Introducing kernelCTF
To higher align incentives with our areas of curiosity, we’re shifting our focus from GKE and kCTF to the newest secure kernel and our mitigations. As a consequence, beginning at the moment we are going to deal with kernel exploit submissions underneath a brand new identify, “kernelCTF,” with its personal reward construction and submission course of. The most complete payout for kernelCTF remains to be $133,337 per submission.

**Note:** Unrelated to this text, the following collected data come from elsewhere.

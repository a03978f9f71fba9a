//! Durable records beneath the registry
//!
//! The [`PersistenceBackend`] stores swarm, agent and settings records.
//! Two implementations are provided: SQLite for deployments and an
//! in-memory store for tests and ephemeral runs.

use crate::{
    config::SwarmConfig,
    error::{SwarmError, SwarmResult},
    types::{AgentId, SwarmId, SwarmStatus},
    value::StateValue,
};
use async_trait::async_trait;
use chrono::{DateTime, Utc};
use dashmap::DashMap;
use rusqlite::{params, OptionalExtension};
use serde::{Deserialize, Serialize};
use std::{collections::BTreeMap, path::Path, sync::Arc};
use tokio_rusqlite::Connection as AsyncConnection;
use tracing::{debug, info};

/// Current schema version for migration support
pub const SCHEMA_VERSION: i32 = 1;

/// Persisted description of a swarm
#[derive(Debug, Clone, PartialEq, Serialize, Deserialize)]
pub struct SwarmRecord {
    pub id: SwarmId,
    pub name: String,
    pub status: SwarmStatus,
    pub config: SwarmConfig,
    pub created_at: DateTime<Utc>,
    pub updated_at: DateTime<Utc>,
}

/// Persisted description of an agent
#[derive(Debug, Clone, PartialEq, Serialize, Deserialize)]
pub struct AgentRecord {
    pub id: AgentId,
    /// Free-form attributes such as venue, strategy or owner
    pub metadata: BTreeMap<String, StateValue>,
    pub created_at: DateTime<Utc>,
    pub updated_at: DateTime<Utc>,
}

impl AgentRecord {
    pub fn new(id: impl Into<AgentId>) -> Self {
        let now = Utc::now();
        Self {
            id: id.into(),
            metadata: BTreeMap::new(),
            created_at: now,
            updated_at: now,
        }
    }

    pub fn with_metadata(mut self, key: impl Into<String>, value: impl Into<StateValue>) -> Self {
        self.metadata.insert(key.into(), value.into());
        self
    }
}

/// Storage health information
#[derive(Debug, Clone, Serialize, Deserialize)]
pub struct StorageHealth {
    pub is_healthy: bool,
    pub backend: String,
    pub error_message: Option<String>,
    pub total_swarms: usize,
    pub total_agents: usize,
    pub total_settings: usize,
}

/// Create/get/update/delete for swarm, agent and settings records
#[async_trait]
pub trait PersistenceBackend: Send + Sync {
    /// Insert a new swarm record, failing if the id exists
    async fn create_swarm(&self, record: &SwarmRecord) -> SwarmResult<()>;

    async fn get_swarm(&self, id: &str) -> SwarmResult<Option<SwarmRecord>>;

    /// Replace an existing swarm record
    async fn update_swarm(&self, record: &SwarmRecord) -> SwarmResult<()>;

    /// Returns whether a record was removed
    async fn delete_swarm(&self, id: &str) -> SwarmResult<bool>;

    async fn list_swarms(&self) -> SwarmResult<Vec<SwarmRecord>>;

    /// Insert a new agent record, failing if the id exists
    async fn create_agent(&self, record: &AgentRecord) -> SwarmResult<()>;

    async fn get_agent(&self, id: &str) -> SwarmResult<Option<AgentRecord>>;

    /// Replace an existing agent record
    async fn update_agent(&self, record: &AgentRecord) -> SwarmResult<()>;

    async fn delete_agent(&self, id: &str) -> SwarmResult<bool>;

    async fn list_agents(&self) -> SwarmResult<Vec<AgentRecord>>;

    /// Insert or replace a setting
    async fn put_setting(&self, key: &str, value: &StateValue) -> SwarmResult<()>;

    async fn get_setting(&self, key: &str) -> SwarmResult<Option<StateValue>>;

    async fn delete_setting(&self, key: &str) -> SwarmResult<bool>;

    /// Health check for the storage system
    async fn health_check(&self) -> SwarmResult<StorageHealth>;
}

fn already_exists(kind: &str, id: &str) -> SwarmError {
    SwarmError::Storage(format!("{kind} record {id} already exists"))
}

/// In-memory implementation for testing
#[derive(Debug, Default)]
pub struct InMemoryBackend {
    swarms: DashMap<SwarmId, SwarmRecord>,
    agents: DashMap<AgentId, AgentRecord>,
    settings: DashMap<String, StateValue>,
}

impl InMemoryBackend {
    pub fn new() -> Self {
        Self::default()
    }
}

#[async_trait]
impl PersistenceBackend for InMemoryBackend {
    async fn create_swarm(&self, record: &SwarmRecord) -> SwarmResult<()> {
        match self.swarms.entry(record.id.clone()) {
            dashmap::mapref::entry::Entry::Occupied(_) => Err(already_exists("Swarm", &record.id)),
            dashmap::mapref::entry::Entry::Vacant(slot) => {
                slot.insert(record.clone());
                Ok(())
            }
        }
    }

    async fn get_swarm(&self, id: &str) -> SwarmResult<Option<SwarmRecord>> {
        Ok(self.swarms.get(id).map(|r| r.clone()))
    }

    async fn update_swarm(&self, record: &SwarmRecord) -> SwarmResult<()> {
        let mut existing = self
            .swarms
            .get_mut(&record.id)
            .ok_or_else(|| SwarmError::swarm_not_found(record.id.as_str()))?;
        *existing = record.clone();
        Ok(())
    }

    async fn delete_swarm(&self, id: &str) -> SwarmResult<bool> {
        Ok(self.swarms.remove(id).is_some())
    }

    async fn list_swarms(&self) -> SwarmResult<Vec<SwarmRecord>> {
        let mut records: Vec<_> = self.swarms.iter().map(|r| r.clone()).collect();
        records.sort_by(|a, b| a.created_at.cmp(&b.created_at).then_with(|| a.id.cmp(&b.id)));
        Ok(records)
    }

    async fn create_agent(&self, record: &AgentRecord) -> SwarmResult<()> {
        match self.agents.entry(record.id.clone()) {
            dashmap::mapref::entry::Entry::Occupied(_) => Err(already_exists("Agent", &record.id)),
            dashmap::mapref::entry::Entry::Vacant(slot) => {
                slot.insert(record.clone());
                Ok(())
            }
        }
    }

    async fn get_agent(&self, id: &str) -> SwarmResult<Option<AgentRecord>> {
        Ok(self.agents.get(id).map(|r| r.clone()))
    }

    async fn update_agent(&self, record: &AgentRecord) -> SwarmResult<()> {
        let mut existing = self
            .agents
            .get_mut(&record.id)
            .ok_or_else(|| SwarmError::agent_not_found(record.id.as_str()))?;
        *existing = record.clone();
        Ok(())
    }

    async fn delete_agent(&self, id: &str) -> SwarmResult<bool> {
        Ok(self.agents.remove(id).is_some())
    }

    async fn list_agents(&self) -> SwarmResult<Vec<AgentRecord>> {
        let mut records: Vec<_> = self.agents.iter().map(|r| r.clone()).collect();
        records.sort_by(|a, b| a.id.cmp(&b.id));
        Ok(records)
    }

    async fn put_setting(&self, key: &str, value: &StateValue) -> SwarmResult<()> {
        self.settings.insert(key.to_string(), value.clone());
        Ok(())
    }

    async fn get_setting(&self, key: &str) -> SwarmResult<Option<StateValue>> {
        Ok(self.settings.get(key).map(|v| v.clone()))
    }

    async fn delete_setting(&self, key: &str) -> SwarmResult<bool> {
        Ok(self.settings.remove(key).is_some())
    }

    async fn health_check(&self) -> SwarmResult<StorageHealth> {
        Ok(StorageHealth {
            is_healthy: true,
            backend: "memory".to_string(),
            error_message: None,
            total_swarms: self.swarms.len(),
            total_agents: self.agents.len(),
            total_settings: self.settings.len(),
        })
    }
}

/// Raw swarm row before JSON decoding
type SwarmRow = (String, String, String, String, DateTime<Utc>, DateTime<Utc>);

/// Raw agent row before JSON decoding
type AgentRow = (String, String, DateTime<Utc>, DateTime<Utc>);

/// SQLite implementation of PersistenceBackend
pub struct SqliteBackend {
    connection: Arc<AsyncConnection>,
}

While the precise GKE kernel configuration remains to be lined by the brand new kernelCTF, exploits affecting non-kernel parts like the total GKE stack (together with Kubernetes), the container runtime, and GKE itself, at the moment are individually eligible for vulnerability rewards underneath the kCTF VRP which is returning to its authentic reward quantities and situations.
Conclusion
Our aim stays the identical: we’re constructing a pipeline to research, experiment, measure, and construct safety mitigations to make the Linux kernel as protected as potential, with the assistance of the safety neighborhood. We hope that over time, we will implement safety mitigations that make it tougher to use Linux kernel vulnerabilities.
With the identify change, we’ve got moved our communication channel to #kernelctf on Discord, with a separate #kernelctf-announcements channel. Please be a part of us there for the newest updates concerning kernelCTF.